The growing enthusiasm for forests and trees is a good thing. Ecosystem restoration will be critical in turning the tide against climate change, and achieving the Sustainable Development Goals. But we need to be mindful of some pitfalls lurking along the way. We have learned valuable lessons over the past decades in afforestation and other restoration projects across dozens of countries. A few basic principles outlined by the Global Partnership on Forest and Landscape Restoration can help us to reduce costs and minimize future risk as the world embraces the need to plant more trees.

Stop the bleeding

The first rule for ecosystem restoration is to stop the further destruction of forests, wetlands, and other critical ‘green infrastructure’. Conserving natural habitats is always cheaper than restoring it later.

Most new trees do not need to be planted

Most ecosystems in the world have remnant seeds in the soil and natural regrowth can be cheaper and more successful than tree planting. The most cost-effective type of restoration is to work with the forces of nature. For example, across the Sahel, a successful and fast landscape restoration technique is called ‘farmer-managed natural regeneration’. It uses the existence of remnant root stocks below the surface, where the trees above ground have disappeared long ago. Farmers nurture those roots and trees back to life. The results are stunning—within a few years, large trees dot the surface of the once barren and dry savannah, bringing back water, productivity and life.

We don’t need to reinvent the wheel

There is already an impressive body of knowledge on which trees to plant, when and where. Under the Bonn Challenge, a global restoration goal initiated by the International Union for Conservation of Nature and the Government of Germany, 59 governments, private associations and other entities have pledged to bring 170 million hectares into restoration by 2020, and 350 million by 2030. Dozens of countries have already detailed maps of where the best restoration opportunities can be found, and how to restore forests and landscapes. Usually, indigenous tree species are preferable, but in a rapidly changing climate, we need to keep in mind that the natural ranges of trees are shifting.

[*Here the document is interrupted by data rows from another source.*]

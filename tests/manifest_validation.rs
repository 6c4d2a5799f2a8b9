//! Integration tests over the built-in recipe descriptors.
//!
//! These exercise the full descriptor lifecycle: loading the shipped
//! documents, value-equal serialization, semantic validation after tampering,
//! and the visibility and effective-parameter resolution an invocation
//! goes through.

use medcomprehend::prelude::*;
use medcomprehend::recipes;
use serde_json::json;
use std::collections::HashMap;

fn entity_recipe() -> RecipeManifest {
    RecipeManifest::parse(recipes::MEDICAL_ENTITY_RECOGNITION).unwrap()
}

fn phi_recipe() -> RecipeManifest {
    RecipeManifest::parse(recipes::MEDICAL_PHI_EXTRACTION).unwrap()
}

#[test]
fn test_builtin_documents_parse_and_validate() {
    for (id, document) in recipes::builtin_recipes() {
        let manifest = RecipeManifest::parse(document).unwrap();
        manifest.validate().unwrap();
        assert!(!manifest.meta.label.is_empty(), "{} has an empty label", id);
        assert_eq!(manifest.kind, "PYTHON");
        assert_eq!(manifest.input_roles.len(), 1);
        assert_eq!(manifest.output_roles.len(), 1);
        assert!(manifest.resource_keys.is_empty());
    }
}

#[test]
fn test_builtin_documents_serialize_value_equal() {
    for (id, document) in recipes::builtin_recipes() {
        let manifest = RecipeManifest::parse(document).unwrap();
        let serialized: ParamValue =
            serde_json::from_str(&manifest.to_json_string().unwrap()).unwrap();
        let original: ParamValue = serde_json::from_str(document).unwrap();
        assert_eq!(serialized, original, "{} does not round-trip", id);
    }
}

#[test]
fn test_registry_serves_the_builtin_recipes() {
    let registry = RecipeRegistry::with_builtin_recipes().unwrap();
    assert_eq!(
        registry.ids(),
        vec![
            recipes::MEDICAL_ENTITY_RECOGNITION_ID,
            recipes::MEDICAL_PHI_EXTRACTION_ID
        ]
    );
    let manifest = registry.get(recipes::MEDICAL_ENTITY_RECOGNITION_ID).unwrap();
    assert!(manifest.param("entity_types").is_some());
    assert!(registry.get("no-such-recipe").is_none());
}

#[test]
fn test_entity_recipe_declares_the_documented_form() {
    let manifest = entity_recipe();
    let names: Vec<&str> = manifest.params.iter().map(|p| p.name.as_str()).collect();
    assert_eq!(
        names,
        vec![
            "separator_input",
            "text_column",
            "language",
            "separator_configuration",
            "api_configuration_preset",
            "entity_types",
            "expert",
            "minimum_score",
            "error_handling"
        ]
    );

    let text_column = manifest.param("text_column").unwrap();
    assert_eq!(text_column.param_type, ParamType::Column);
    assert!(text_column.is_mandatory());
    assert_eq!(
        text_column.allowed_column_types.as_deref(),
        Some(&["string".to_string()][..])
    );
    assert_eq!(text_column.column_role.as_deref(), Some("input_dataset"));

    let entity_types = manifest.param("entity_types").unwrap();
    assert_eq!(entity_types.param_type, ParamType::Multiselect);
    assert_eq!(entity_types.choice_values().len(), 6);
    // default selects everything except protected health information
    assert_eq!(
        entity_types.default_value,
        Some(json!([
            "ANATOMY",
            "MEDICAL_CONDITION",
            "MEDICATION",
            "TEST_TREATMENT_PROCEDURE",
            "TIME_EXPRESSION"
        ]))
    );

    let minimum_score = manifest.param("minimum_score").unwrap();
    assert_eq!(minimum_score.param_type, ParamType::Double);
    assert_eq!(minimum_score.min_d, Some(0.0));
    assert_eq!(minimum_score.max_d, Some(1.0));
    assert_eq!(
        minimum_score.visibility_condition,
        Some(VisibilityCondition::FieldRef("expert".to_string()))
    );

    let preset = manifest.param("api_configuration_preset").unwrap();
    assert_eq!(preset.param_type, ParamType::Preset);
    assert_eq!(preset.parameter_set_id.as_deref(), Some("api-configuration"));
}

#[test]
fn test_phi_recipe_has_no_type_selection() {
    let manifest = phi_recipe();
    assert!(manifest.param("entity_types").is_none());
    assert!(manifest.param("text_column").is_some());
    assert!(manifest.param("minimum_score").is_some());
    assert_eq!(
        manifest.param("error_handling").unwrap().default_value,
        Some(json!("LOG"))
    );
}

#[test]
fn test_visibility_follows_the_expert_toggle() {
    let manifest = entity_recipe();

    let hidden = manifest.visible_params(&HashMap::new());
    assert!(hidden.contains("text_column"));
    assert!(hidden.contains("entity_types"));
    assert!(!hidden.contains("minimum_score"));
    assert!(!hidden.contains("error_handling"));

    let mut form = HashMap::new();
    form.insert("expert".to_string(), json!(true));
    let shown = manifest.visible_params(&form);
    assert!(shown.contains("minimum_score"));
    assert!(shown.contains("error_handling"));
}

#[test]
fn test_effective_params_for_a_minimal_invocation() {
    let manifest = entity_recipe();
    let mut user_input = HashMap::new();
    user_input.insert("text_column".to_string(), json!("notes"));
    user_input.insert("api_configuration_preset".to_string(), json!("p1"));
    user_input.insert("entity_types".to_string(), json!(["MEDICATION"]));

    let effective = manifest.effective_params(&user_input).unwrap();

    let expected: HashMap<String, ParamValue> = [
        ("text_column", json!("notes")),
        ("language", json!("en")),
        ("api_configuration_preset", json!("p1")),
        ("entity_types", json!(["MEDICATION"])),
        ("expert", json!(false)),
    ]
    .into_iter()
    .map(|(k, v)| (k.to_string(), v))
    .collect();
    assert_eq!(effective.into_inner(), expected);
}

#[test]
fn test_expert_mode_pulls_in_the_hidden_defaults() {
    let manifest = entity_recipe();
    let mut user_input = HashMap::new();
    user_input.insert("text_column".to_string(), json!("notes"));
    user_input.insert("api_configuration_preset".to_string(), json!("p1"));
    user_input.insert("entity_types".to_string(), json!(["MEDICATION"]));
    user_input.insert("expert".to_string(), json!(true));

    let effective = manifest.effective_params(&user_input).unwrap();
    assert_eq!(effective.get_f64("minimum_score"), Some(0.0));
    assert_eq!(effective.get_str("error_handling"), Some("LOG"));
}

#[test]
fn test_missing_mandatory_visible_param_is_reported() {
    let manifest = entity_recipe();
    let mut user_input = HashMap::new();
    user_input.insert("text_column".to_string(), json!("notes"));
    user_input.insert("entity_types".to_string(), json!(["MEDICATION"]));

    let err = manifest.effective_params(&user_input).unwrap_err();
    assert_eq!(
        err,
        ValidationError::MissingMandatory("api_configuration_preset".to_string())
    );
}

#[test]
fn test_tampered_defaults_are_rejected() {
    // an unknown choice added to the MULTISELECT default
    let mut manifest = entity_recipe();
    if let Some(param) = manifest
        .params
        .iter_mut()
        .find(|p| p.name == "entity_types")
    {
        param.default_value = Some(json!(["MEDICATION", "UNICORN"]));
    }
    assert!(matches!(
        manifest.validate().unwrap_err(),
        ValidationError::InvalidDefault { ref param, .. } if param == "entity_types"
    ));

    // a DOUBLE default pushed outside [minD, maxD]
    let mut manifest = entity_recipe();
    if let Some(param) = manifest
        .params
        .iter_mut()
        .find(|p| p.name == "minimum_score")
    {
        param.default_value = Some(json!(1.5));
    }
    assert!(matches!(
        manifest.validate().unwrap_err(),
        ValidationError::OutOfRange { ref param, .. } if param == "minimum_score"
    ));

    // a duplicated parameter name
    let mut manifest = entity_recipe();
    let copy = manifest.param("expert").unwrap().clone();
    manifest.params.push(copy);
    assert_eq!(
        manifest.validate().unwrap_err(),
        ValidationError::DuplicateParamName("expert".to_string())
    );
}

#[test]
fn test_condition_referencing_unknown_param_hides_but_validates() {
    let mut manifest = entity_recipe();
    if let Some(param) = manifest
        .params
        .iter_mut()
        .find(|p| p.name == "minimum_score")
    {
        param.visibility_condition = Some("model.ghost".parse().unwrap());
    }
    // tolerated at validation time, resolves to hidden at runtime
    manifest.validate().unwrap();
    let mut form = HashMap::new();
    form.insert("expert".to_string(), json!(true));
    assert!(!manifest.visible_params(&form).contains("minimum_score"));
}

#[test]
fn test_decoding_rejects_mistyped_user_values() {
    let manifest = entity_recipe();
    let mut user_input = HashMap::new();
    user_input.insert("text_column".to_string(), json!("notes"));
    user_input.insert("api_configuration_preset".to_string(), json!({}));
    user_input.insert("entity_types".to_string(), json!(["MEDICATION"]));
    user_input.insert("expert".to_string(), json!(true));

    // a numeric string still counts as a score
    user_input.insert("minimum_score".to_string(), json!("0.9"));
    let effective = manifest.effective_params(&user_input).unwrap();
    let params = EntityRecognitionParams::from_effective(&effective).unwrap();
    assert_eq!(params.minimum_score, 0.9);

    // anything else does not silently fall back to 0
    user_input.insert("minimum_score".to_string(), json!(true));
    let effective = manifest.effective_params(&user_input).unwrap();
    let err = EntityRecognitionParams::from_effective(&effective).unwrap_err();
    assert!(matches!(
        err,
        ValidationError::TypeMismatch { ref field, .. } if field == "minimum_score"
    ));
}

#[test]
fn test_decoding_the_documented_end_to_end_scenario() {
    let manifest = entity_recipe();
    let mut user_input = HashMap::new();
    user_input.insert("text_column".to_string(), json!("notes"));
    user_input.insert(
        "api_configuration_preset".to_string(),
        json!({ "aws_region": "us-east-1" }),
    );
    user_input.insert("entity_types".to_string(), json!(["MEDICATION"]));

    let effective = manifest.effective_params(&user_input).unwrap();
    let params = EntityRecognitionParams::from_effective(&effective).unwrap();
    assert_eq!(params.text_column, "notes");
    assert_eq!(params.language, "en");
    assert_eq!(params.entity_types, vec![MedicalEntityType::Medication]);
    assert!(!params.expert);
    assert_eq!(params.minimum_score, 0.0);
    assert_eq!(params.error_handling, ErrorHandling::Log);

    let preset = ApiConfigurationPreset::from_value(&params.api_configuration_preset).unwrap();
    assert_eq!(preset.aws_region, "us-east-1");
    assert_eq!(preset.parallel_workers, 4);
}
//! Recipe documents shipped with this crate.

/// Id of the medical entity recognition recipe.
pub const MEDICAL_ENTITY_RECOGNITION_ID: &str = "medical-entity-recognition";

/// Id of the protected health information extraction recipe.
pub const MEDICAL_PHI_EXTRACTION_ID: &str = "medical-phi-extraction";

/// Manifest document for the medical entity recognition recipe.
pub const MEDICAL_ENTITY_RECOGNITION: &str =
    include_str!("../recipes/medical-entity-recognition/recipe.json");

/// Manifest document for the protected health information extraction recipe.
pub const MEDICAL_PHI_EXTRACTION: &str =
    include_str!("../recipes/medical-phi-extraction/recipe.json");

/// The shipped recipes as (id, document) pairs, in registration order.
pub fn builtin_recipes() -> [(&'static str, &'static str); 2] {
    [
        (MEDICAL_ENTITY_RECOGNITION_ID, MEDICAL_ENTITY_RECOGNITION),
        (MEDICAL_PHI_EXTRACTION_ID, MEDICAL_PHI_EXTRACTION),
    ]
}
//! The capability boundary between row enrichment and the medical NLP service.
//!
//! [`enrich_rows`](super::enrich_rows) only ever talks to a
//! [`MedicalTextAnalyzer`], so tests run against canned analyzers and the
//! real Comprehend Medical client stays behind the `aws` feature.

use async_trait::async_trait;
use thiserror::Error;

use crate::manifest::ParamValue;

// ============================================================================
// Analyzer Capability
// ============================================================================

/// A service that extracts medical entities from free text.
///
/// Both operations return the raw service response as a JSON value; shaping
/// that response into output columns is the formatter's job.
#[async_trait]
pub trait MedicalTextAnalyzer: Send + Sync {
    /// Detects medical entities (medications, conditions, anatomy, ...) in `text`.
    async fn detect_entities(&self, text: &str) -> Result<ParamValue, AnalyzerError>;

    /// Detects protected health information (names, addresses, ids, ...) in `text`.
    async fn detect_phi(&self, text: &str) -> Result<ParamValue, AnalyzerError>;
}

/// Which analyzer operation a recipe run invokes.
#[derive(Debug, Clone, Copy, PartialEq, Eq)]
pub enum AnalyzerOperation {
    DetectEntities,
    DetectPhi,
}

impl AnalyzerOperation {
    /// Default prefix for the bookkeeping columns of this operation.
    pub fn default_column_prefix(&self) -> &'static str {
        match self {
            AnalyzerOperation::DetectEntities => "medical_entity_api",
            AnalyzerOperation::DetectPhi => "medical_phi_api",
        }
    }
}

/// Dispatches one call to the operation selected by the run.
pub(crate) async fn invoke<A>(
    analyzer: &A,
    operation: AnalyzerOperation,
    text: &str,
) -> Result<ParamValue, AnalyzerError>
where
    A: MedicalTextAnalyzer + ?Sized,
{
    match operation {
        AnalyzerOperation::DetectEntities => analyzer.detect_entities(text).await,
        AnalyzerOperation::DetectPhi => analyzer.detect_phi(text).await,
    }
}

// ============================================================================
// Analyzer Errors
// ============================================================================

/// Errors surfaced by an analyzer call.
#[derive(Debug, Error)]
pub enum AnalyzerError {
    /// The client is missing credentials or configuration.
    #[error("Analyzer is not configured: {0}")]
    NotConfigured(String),

    /// The request never produced a service response.
    #[error("HTTP transport error: {0}")]
    Http(String),

    /// The service asked us to slow down.
    #[error("Request throttled by the service: {0}")]
    Throttled(String),

    /// The service rejected the request.
    #[error("Service error {error_type}: {message}")]
    Service { error_type: String, message: String },

    /// The response could not be encoded or decoded.
    #[error("Serialization error: {0}")]
    Serialization(#[from] serde_json::Error),
}

impl AnalyzerError {
    /// Whether retrying the same call can reasonably succeed.
    pub fn is_retryable(&self) -> bool {
        matches!(self, AnalyzerError::Http(_) | AnalyzerError::Throttled(_))
    }

    /// Stable label recorded in the error-type bookkeeping column.
    pub fn type_label(&self) -> String {
        match self {
            AnalyzerError::NotConfigured(_) => "NotConfiguredError".to_string(),
            AnalyzerError::Http(_) => "HttpError".to_string(),
            AnalyzerError::Throttled(_) => "ThrottlingError".to_string(),
            AnalyzerError::Service { error_type, .. } => error_type.clone(),
            AnalyzerError::Serialization(_) => "SerializationError".to_string(),
        }
    }
}

#[cfg(test)]
mod tests {
    use super::*;

    #[test]
    fn test_retryability() {
        assert!(AnalyzerError::Http("connection reset".to_string()).is_retryable());
        assert!(AnalyzerError::Throttled("rate exceeded".to_string()).is_retryable());
        assert!(!AnalyzerError::NotConfigured("no region".to_string()).is_retryable());
        assert!(!AnalyzerError::Service {
            error_type: "ValidationException".to_string(),
            message: "bad input".to_string(),
        }
        .is_retryable());
    }

    #[test]
    fn test_type_labels() {
        let service = AnalyzerError::Service {
            error_type: "InternalServerException".to_string(),
            message: "oops".to_string(),
        };
        assert_eq!(service.type_label(), "InternalServerException");
        assert_eq!(
            AnalyzerError::Throttled("slow down".to_string()).type_label(),
            "ThrottlingError"
        );
    }

    #[test]
    fn test_default_column_prefixes() {
        assert_eq!(
            AnalyzerOperation::DetectEntities.default_column_prefix(),
            "medical_entity_api"
        );
        assert_eq!(
            AnalyzerOperation::DetectPhi.default_column_prefix(),
            "medical_phi_api"
        );
    }
}
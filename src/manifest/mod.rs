//! Recipe descriptor schema.
//!
//! A recipe is described to the host platform by a declarative manifest document
//! with six top-level keys: `meta`, `kind`, `inputRoles`, `outputRoles`, `params`
//! and `resourceKeys`. The document format is dictated by the host and must be
//! reproduced bit-exact, so every field name, type tag and constraint key here
//! matches the wire format verbatim.
//!
//! Loading is two-phase. [`RecipeManifest::parse`] checks the required top-level
//! keys and deserializes each section, reporting [`ValidationError::MissingField`]
//! or [`ValidationError::TypeMismatch`] with the offending key. A parsed manifest
//! is then checked semantically with [`RecipeManifest::validate`], which enforces
//! parameter-name uniqueness, role references, select-choice membership and
//! default ranges. The host holds the result immutably for as long as the recipe
//! stays registered.

pub mod condition;
pub mod effective;
mod error;

use serde::de::DeserializeOwned;
use serde::{Deserialize, Serialize};
use serde_json::Map;

pub use condition::VisibilityCondition;
pub use effective::{collect_effective_params, resolve_visibility, EffectiveParams};
pub use error::ValidationError;

/// A parameter or cell value, as it appears in the manifest document.
pub type ParamValue = serde_json::Value;

/// Top-level keys every manifest document must carry, in reporting order.
const REQUIRED_KEYS: [&str; 6] = [
    "meta",
    "kind",
    "inputRoles",
    "outputRoles",
    "params",
    "resourceKeys",
];

/// A validated, typed recipe descriptor.
#[derive(Debug, Clone, PartialEq, Serialize, Deserialize)]
#[serde(rename_all = "camelCase")]
pub struct RecipeManifest {
    pub meta: RecipeMeta,
    /// Execution binding tag, carried opaquely (e.g. "PYTHON"). Nothing in this
    /// crate dispatches on it; execution goes through the analyzer capability.
    pub kind: String,
    pub input_roles: Vec<DatasetRole>,
    pub output_roles: Vec<DatasetRole>,
    pub params: Vec<ParamSpec>,
    pub resource_keys: Vec<String>,
}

Social inclusion is essential

Forest and landscape restoration is mostly about social transformation, rather than technological solutions. However, this transformation is hard work and requires patience. It is tempting to just stick a few tree seedlings in the ground and hope for the best, but real restoration across an entire landscape is the work of years or even decades. Large-scale restoration successes such as the Shinyanga landscape in Tanzania or the Loess Plateau in China have shown that results of well-planned restoration can yield very high returns for society over a long time.

We must remove the bottlenecks

Some ingredients for success are essential, and their availability varies across countries. The most important one is political will. Fortunately, political will is now growing as protests for more climate action are spreading.  Another major ingredient is clarity over ownership and management rights. The estimated 1 billion smallholder farmers in the world will be key. We need to empower them, and give them access to the tools and the finance for improved farming, such as agroforestry. A third key ingredient is availability of a variety of high-quality tree seedlings, in particular for planting trees on farms.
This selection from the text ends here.